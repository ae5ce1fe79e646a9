use std::collections::HashMap;

use chrono::{DateTime, Utc};

use super::domain::{Conversation, ConversationId, ListingSummary, Message, ProfileSummary};
use crate::workflows::shared::{ListingId, RepositoryError, UserId};

/// Storage for the `conversations` and `messages` tables.
///
/// The batch methods exist so the inbox can be assembled with a fixed number of
/// queries regardless of how many threads the caller has.
pub trait MessagingRepository: Send + Sync {
    /// Insert a thread, failing with [`RepositoryError::Conflict`] when one
    /// already exists for the same listing and buyer.
    fn insert_conversation(
        &self,
        conversation: Conversation,
    ) -> Result<Conversation, RepositoryError>;
    fn fetch_conversation(
        &self,
        id: &ConversationId,
    ) -> Result<Option<Conversation>, RepositoryError>;
    fn find_conversation(
        &self,
        listing_id: &ListingId,
        buyer_id: &UserId,
    ) -> Result<Option<Conversation>, RepositoryError>;
    /// Every thread where the user is buyer or seller, in any order.
    fn conversations_for(&self, user_id: &UserId) -> Result<Vec<Conversation>, RepositoryError>;
    fn touch_conversation(
        &self,
        id: &ConversationId,
        at: DateTime<Utc>,
    ) -> Result<(), RepositoryError>;

    fn insert_message(&self, message: Message) -> Result<Message, RepositoryError>;
    /// Messages of one thread ordered by `created_at` ascending.
    fn thread_messages(&self, id: &ConversationId) -> Result<Vec<Message>, RepositoryError>;
    /// Most recent message per thread; threads without messages are absent.
    fn latest_messages(
        &self,
        ids: &[ConversationId],
    ) -> Result<HashMap<ConversationId, Message>, RepositoryError>;
    /// Unread messages per thread not sent by `reader`; zero counts may be absent.
    fn unread_counts(
        &self,
        ids: &[ConversationId],
        reader: &UserId,
    ) -> Result<HashMap<ConversationId, u32>, RepositoryError>;
    /// Flip `is_read` on unread messages not sent by `reader`, returning how many changed.
    fn mark_read(&self, id: &ConversationId, reader: &UserId) -> Result<usize, RepositoryError>;
}

/// Read access to listings and profiles owned by other parts of the marketplace.
pub trait MarketplaceDirectory: Send + Sync {
    fn listing_owner(&self, id: &ListingId) -> Result<Option<UserId>, RepositoryError>;
    fn listing_summaries(
        &self,
        ids: &[ListingId],
    ) -> Result<HashMap<ListingId, ListingSummary>, RepositoryError>;
    fn profiles(&self, ids: &[UserId]) -> Result<HashMap<UserId, ProfileSummary>, RepositoryError>;
}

* * *

Set down the records again, exactly.

repository ae5ce1fe79e646a9
use std::collections::HashMap;

use chrono::{DateTime, Utc};

use super::domain::{Conversation, ConversationId, ListingSummary, Message, ProfileSummary};
use crate::workflows::shared::{ListingId, RepositoryError, UserId};

/// Storage for the `conversations` and `messages` tables.
///
/// The batch methods exist so the inbox can be assembled with a fixed number of
/// queries regardless of how many threads the caller has.
pub trait MessagingRepository: Send + Sync {
    /// Insert a thread, failing with [`RepositoryError::Conflict`] when one
    /// already exists for the same listing and buyer.
    fn insert_conversation(
        &self,
        conversation: Conversation,
    ) -> Result<Conversation, RepositoryError>;
    fn fetch_conversation(
        &self,
        id: &ConversationId,
    ) -> Result<Option<Conversation>, RepositoryError>;
    fn find_conversation(
        &self,
        listing_id: &ListingId,
        buyer_id: &UserId,
    ) -> Result<Option<Conversation>, RepositoryError>;
    /// Every thread where the user is buyer or seller, in any order.
    fn conversations_for(&self, user_id: &UserId) -> Result<Vec<Conversation>, RepositoryError>;
    fn touch_conversation(
        &self,
        id: &ConversationId,
        at: DateTime<Utc>,
    ) -> Result<(), RepositoryError>;

    fn insert_message(&self, message: Message) -> Result<Message, RepositoryError>;
    /// Messages of one thread ordered by `created_at` ascending.
    fn thread_messages(&self, id: &ConversationId) -> Result<Vec<Message>, RepositoryError>;
    /// Most recent message per thread; threads without messages are absent.
    fn latest_messages(
        &self,
        ids: &[ConversationId],
    ) -> Result<HashMap<ConversationId, Message>, RepositoryError>;
    /// Unread messages per thread not sent by `reader`; zero counts may be absent.
    fn unread_counts(
        &self,
        ids: &[ConversationId],
        reader: &UserId,
    ) -> Result<HashMap<ConversationId, u32>, RepositoryError>;
    /// Flip `is_read` on unread messages not sent by `reader`, returning how many changed.
    fn mark_read(&self, id: &ConversationId, reader: &UserId) -> Result<usize, RepositoryError>;
}

/// Read access to listings and profiles owned by other parts of the marketplace.
pub trait MarketplaceDirectory: Send + Sync {
    fn listing_owner(&self, id: &ListingId) -> Result<Option<UserId>, RepositoryError>;
    fn listing_summaries(
        &self,
        ids: &[ListingId],
    ) -> Result<HashMap<ListingId, ListingSummary>, RepositoryError>;
    fn profiles(&self, ids: &[UserId]) -> Result<HashMap<UserId, ProfileSummary>, RepositoryError>;
}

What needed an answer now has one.